== Extracted records ==

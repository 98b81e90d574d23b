//! # chathub-core
//!
//! Shared library for ChatHub containing the event envelope, the wire codec,
//! and the roster of logged-in users.
//!
//! This crate is used by the server and by anything that wants to speak the
//! ChatHub protocol (test clients, benchmarks).  It has zero dependencies on
//! async runtimes, sockets, or WebSocket frameworks.
//!
//! # Architecture overview (for beginners)
//!
//! ChatHub is a broadcast chat server: every connected client sends small
//! JSON records called *events* ("I am logging in as alice", "here is a chat
//! line", "I am leaving"), and the server relays each state change to every
//! other connected client.
//!
//! This crate (`chathub-core`) is the shared foundation.  It defines:
//!
//! - **`protocol`** – What one message looks like ([`Event`]) and how it is
//!   turned into bytes and back (JSON for browsers, bincode for compact
//!   native peers).
//!
//! - **`domain`** – Pure state with no I/O.  The [`Roster`] is the ordered
//!   list of currently logged-in usernames; [`SessionId`] names one client
//!   connection.

pub mod domain;
pub mod protocol;

// Re-export the most-used types at the crate root so callers can write
// `chathub_core::Event` instead of `chathub_core::protocol::event::Event`.
pub use domain::roster::Roster;
pub use domain::session_id::SessionId;
pub use protocol::codec::{decode_event, encode_event, ProtocolError, WireFormat};
pub use protocol::event::{Event, EventKind};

===

Exercise: From the records above, extract exactly and only the lines that begin at the line with "is the shared" and stop after the line with "is the ordered".

Reply:
//! This crate (`chathub-core`) is the shared foundation.  It defines:
//!
//! - **`protocol`** – What one message looks like ([`Event`]) and how it is
//!   turned into bytes and back (JSON for browsers, bincode for compact
//!   native peers).
//!
//! - **`domain`** – Pure state with no I/O.  The [`Roster`] is the ordered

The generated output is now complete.